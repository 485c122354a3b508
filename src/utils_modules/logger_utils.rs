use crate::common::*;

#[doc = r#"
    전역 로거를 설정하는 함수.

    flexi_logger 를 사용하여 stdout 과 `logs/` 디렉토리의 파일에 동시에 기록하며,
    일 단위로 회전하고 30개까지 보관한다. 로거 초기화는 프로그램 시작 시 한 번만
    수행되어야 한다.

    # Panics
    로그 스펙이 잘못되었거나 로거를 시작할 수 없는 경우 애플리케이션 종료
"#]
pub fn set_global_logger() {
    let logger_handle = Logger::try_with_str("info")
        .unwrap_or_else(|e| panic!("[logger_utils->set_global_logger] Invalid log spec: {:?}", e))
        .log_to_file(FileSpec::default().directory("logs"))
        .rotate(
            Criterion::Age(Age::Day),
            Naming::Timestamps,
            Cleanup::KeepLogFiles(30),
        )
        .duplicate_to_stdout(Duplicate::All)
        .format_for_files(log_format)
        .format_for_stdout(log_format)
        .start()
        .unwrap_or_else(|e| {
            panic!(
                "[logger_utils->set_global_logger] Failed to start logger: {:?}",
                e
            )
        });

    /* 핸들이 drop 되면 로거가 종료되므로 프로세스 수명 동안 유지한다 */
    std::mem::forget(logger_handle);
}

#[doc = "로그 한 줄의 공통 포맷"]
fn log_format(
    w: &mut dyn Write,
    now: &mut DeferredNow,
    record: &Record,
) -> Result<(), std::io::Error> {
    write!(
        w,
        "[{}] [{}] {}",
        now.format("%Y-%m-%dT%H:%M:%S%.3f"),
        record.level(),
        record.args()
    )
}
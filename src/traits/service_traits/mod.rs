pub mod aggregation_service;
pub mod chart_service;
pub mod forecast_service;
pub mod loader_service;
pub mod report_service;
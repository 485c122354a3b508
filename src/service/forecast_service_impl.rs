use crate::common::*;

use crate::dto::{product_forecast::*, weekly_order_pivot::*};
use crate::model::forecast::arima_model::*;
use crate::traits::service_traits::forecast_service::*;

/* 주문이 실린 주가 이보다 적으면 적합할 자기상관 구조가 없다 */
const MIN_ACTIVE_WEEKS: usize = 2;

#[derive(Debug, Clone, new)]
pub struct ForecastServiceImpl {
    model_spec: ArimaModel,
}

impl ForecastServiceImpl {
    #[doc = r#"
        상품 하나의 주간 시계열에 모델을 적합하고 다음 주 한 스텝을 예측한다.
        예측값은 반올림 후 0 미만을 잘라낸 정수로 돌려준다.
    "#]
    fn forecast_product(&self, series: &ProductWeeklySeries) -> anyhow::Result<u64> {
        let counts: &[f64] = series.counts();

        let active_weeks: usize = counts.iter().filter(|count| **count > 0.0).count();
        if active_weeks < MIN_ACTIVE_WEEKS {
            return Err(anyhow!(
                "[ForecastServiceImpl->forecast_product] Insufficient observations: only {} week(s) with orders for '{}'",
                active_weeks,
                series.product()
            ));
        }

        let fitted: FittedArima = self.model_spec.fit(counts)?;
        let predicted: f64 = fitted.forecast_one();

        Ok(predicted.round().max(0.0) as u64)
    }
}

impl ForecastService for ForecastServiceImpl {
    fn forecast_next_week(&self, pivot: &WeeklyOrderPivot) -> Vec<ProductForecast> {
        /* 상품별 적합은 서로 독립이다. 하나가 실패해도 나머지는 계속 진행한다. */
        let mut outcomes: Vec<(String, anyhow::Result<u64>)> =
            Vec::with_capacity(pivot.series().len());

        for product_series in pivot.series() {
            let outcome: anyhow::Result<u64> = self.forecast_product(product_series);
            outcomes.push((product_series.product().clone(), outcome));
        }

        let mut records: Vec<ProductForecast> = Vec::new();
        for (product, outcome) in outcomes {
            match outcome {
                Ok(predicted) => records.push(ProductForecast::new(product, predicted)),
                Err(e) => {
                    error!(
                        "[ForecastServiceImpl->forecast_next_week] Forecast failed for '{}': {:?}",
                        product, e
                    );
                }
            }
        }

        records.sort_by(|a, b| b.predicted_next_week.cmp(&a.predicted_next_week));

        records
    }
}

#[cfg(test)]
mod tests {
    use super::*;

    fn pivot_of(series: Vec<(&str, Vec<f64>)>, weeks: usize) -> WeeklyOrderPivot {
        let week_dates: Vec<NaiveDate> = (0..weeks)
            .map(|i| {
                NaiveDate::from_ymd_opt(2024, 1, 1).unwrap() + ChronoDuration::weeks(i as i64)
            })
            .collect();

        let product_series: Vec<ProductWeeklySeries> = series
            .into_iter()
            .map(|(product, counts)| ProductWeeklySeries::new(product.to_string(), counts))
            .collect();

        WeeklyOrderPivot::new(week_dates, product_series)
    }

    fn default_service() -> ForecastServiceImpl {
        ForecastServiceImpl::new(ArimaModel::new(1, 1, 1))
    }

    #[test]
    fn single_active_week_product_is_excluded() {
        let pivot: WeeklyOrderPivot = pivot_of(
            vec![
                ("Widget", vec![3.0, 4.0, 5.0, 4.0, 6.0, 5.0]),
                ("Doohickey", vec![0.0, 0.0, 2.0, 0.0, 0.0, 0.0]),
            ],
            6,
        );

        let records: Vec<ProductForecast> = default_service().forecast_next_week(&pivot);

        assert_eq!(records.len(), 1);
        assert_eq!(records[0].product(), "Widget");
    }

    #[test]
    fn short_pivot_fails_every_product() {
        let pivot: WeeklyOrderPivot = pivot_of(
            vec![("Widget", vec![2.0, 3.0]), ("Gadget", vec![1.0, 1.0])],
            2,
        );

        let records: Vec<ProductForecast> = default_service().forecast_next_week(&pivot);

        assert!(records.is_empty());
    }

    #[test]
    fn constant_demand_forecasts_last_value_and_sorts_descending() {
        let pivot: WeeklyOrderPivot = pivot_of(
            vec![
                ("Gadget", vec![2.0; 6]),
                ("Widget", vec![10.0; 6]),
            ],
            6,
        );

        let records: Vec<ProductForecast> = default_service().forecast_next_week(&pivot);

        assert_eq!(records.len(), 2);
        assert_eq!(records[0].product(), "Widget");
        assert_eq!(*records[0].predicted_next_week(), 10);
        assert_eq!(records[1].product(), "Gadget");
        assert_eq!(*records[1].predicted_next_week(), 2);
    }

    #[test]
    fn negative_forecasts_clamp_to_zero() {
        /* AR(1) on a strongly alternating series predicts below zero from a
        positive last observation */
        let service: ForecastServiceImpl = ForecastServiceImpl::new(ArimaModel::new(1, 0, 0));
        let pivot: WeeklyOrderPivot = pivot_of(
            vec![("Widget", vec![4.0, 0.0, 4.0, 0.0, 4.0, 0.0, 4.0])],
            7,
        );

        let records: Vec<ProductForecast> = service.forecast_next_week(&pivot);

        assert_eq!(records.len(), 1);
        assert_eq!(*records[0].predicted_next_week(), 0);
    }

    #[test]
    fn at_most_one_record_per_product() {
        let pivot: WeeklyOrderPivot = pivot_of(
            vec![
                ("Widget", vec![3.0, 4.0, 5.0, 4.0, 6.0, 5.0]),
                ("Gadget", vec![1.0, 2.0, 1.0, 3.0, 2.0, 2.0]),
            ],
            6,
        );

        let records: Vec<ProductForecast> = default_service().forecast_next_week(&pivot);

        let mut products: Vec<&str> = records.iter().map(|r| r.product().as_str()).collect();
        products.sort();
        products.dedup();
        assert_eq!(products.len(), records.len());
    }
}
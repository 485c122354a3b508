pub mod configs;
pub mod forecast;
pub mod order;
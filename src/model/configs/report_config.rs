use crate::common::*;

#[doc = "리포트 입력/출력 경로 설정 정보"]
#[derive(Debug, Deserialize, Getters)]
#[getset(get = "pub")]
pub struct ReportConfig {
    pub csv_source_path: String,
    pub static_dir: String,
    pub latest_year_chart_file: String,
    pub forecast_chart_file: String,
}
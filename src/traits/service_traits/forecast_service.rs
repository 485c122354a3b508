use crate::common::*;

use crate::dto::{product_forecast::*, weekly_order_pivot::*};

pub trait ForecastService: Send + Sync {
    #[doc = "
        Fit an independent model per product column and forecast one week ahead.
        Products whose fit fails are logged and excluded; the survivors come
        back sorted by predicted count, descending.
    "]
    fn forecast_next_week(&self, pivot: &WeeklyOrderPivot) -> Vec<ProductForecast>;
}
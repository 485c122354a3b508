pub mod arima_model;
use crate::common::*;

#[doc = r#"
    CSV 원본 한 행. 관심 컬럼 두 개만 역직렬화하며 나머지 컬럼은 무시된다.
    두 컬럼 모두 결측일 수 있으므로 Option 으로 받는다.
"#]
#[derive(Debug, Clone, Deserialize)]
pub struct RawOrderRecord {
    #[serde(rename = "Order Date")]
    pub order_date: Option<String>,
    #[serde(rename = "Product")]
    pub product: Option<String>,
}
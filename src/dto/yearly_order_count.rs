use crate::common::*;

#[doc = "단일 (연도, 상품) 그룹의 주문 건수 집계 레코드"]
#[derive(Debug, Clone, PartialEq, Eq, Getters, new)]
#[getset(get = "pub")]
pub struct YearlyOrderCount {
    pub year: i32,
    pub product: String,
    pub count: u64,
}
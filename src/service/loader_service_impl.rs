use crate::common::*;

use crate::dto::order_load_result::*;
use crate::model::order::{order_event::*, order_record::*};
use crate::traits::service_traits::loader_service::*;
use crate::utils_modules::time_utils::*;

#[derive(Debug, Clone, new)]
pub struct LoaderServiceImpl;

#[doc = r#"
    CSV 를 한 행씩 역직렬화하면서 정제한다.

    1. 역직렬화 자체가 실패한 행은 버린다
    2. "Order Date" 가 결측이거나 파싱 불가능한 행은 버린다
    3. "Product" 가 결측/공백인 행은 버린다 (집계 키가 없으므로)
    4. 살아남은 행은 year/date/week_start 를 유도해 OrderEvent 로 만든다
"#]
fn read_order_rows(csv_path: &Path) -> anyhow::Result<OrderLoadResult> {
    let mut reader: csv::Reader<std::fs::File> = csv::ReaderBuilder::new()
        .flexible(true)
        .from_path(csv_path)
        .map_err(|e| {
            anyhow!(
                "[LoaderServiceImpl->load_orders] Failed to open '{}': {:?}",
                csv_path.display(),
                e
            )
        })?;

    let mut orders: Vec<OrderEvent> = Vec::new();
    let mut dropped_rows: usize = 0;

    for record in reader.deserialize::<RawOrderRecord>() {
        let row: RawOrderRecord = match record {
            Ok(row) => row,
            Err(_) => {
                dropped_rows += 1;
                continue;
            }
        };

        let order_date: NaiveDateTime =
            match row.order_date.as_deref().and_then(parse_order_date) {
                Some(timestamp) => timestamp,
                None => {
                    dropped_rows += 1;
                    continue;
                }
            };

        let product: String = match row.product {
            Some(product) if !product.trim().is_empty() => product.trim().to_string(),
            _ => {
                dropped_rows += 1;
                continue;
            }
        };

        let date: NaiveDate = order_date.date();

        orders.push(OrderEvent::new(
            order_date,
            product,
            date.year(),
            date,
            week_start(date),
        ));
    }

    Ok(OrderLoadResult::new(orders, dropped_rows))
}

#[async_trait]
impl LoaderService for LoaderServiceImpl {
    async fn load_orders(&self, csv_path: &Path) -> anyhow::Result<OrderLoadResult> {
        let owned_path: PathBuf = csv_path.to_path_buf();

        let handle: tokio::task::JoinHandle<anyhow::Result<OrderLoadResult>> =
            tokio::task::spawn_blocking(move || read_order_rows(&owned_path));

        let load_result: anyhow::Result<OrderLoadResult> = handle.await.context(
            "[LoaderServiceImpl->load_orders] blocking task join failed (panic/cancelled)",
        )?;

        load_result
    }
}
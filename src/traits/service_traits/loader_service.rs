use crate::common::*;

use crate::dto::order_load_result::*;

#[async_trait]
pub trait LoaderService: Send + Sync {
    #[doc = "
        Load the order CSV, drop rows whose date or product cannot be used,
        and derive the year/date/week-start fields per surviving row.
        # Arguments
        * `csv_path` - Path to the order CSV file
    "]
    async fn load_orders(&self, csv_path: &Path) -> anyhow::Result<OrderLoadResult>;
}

__Task__: If a line above contains the word "match", it counts; state how many lines count, and nothing more.

__Solution for this exercise__: 4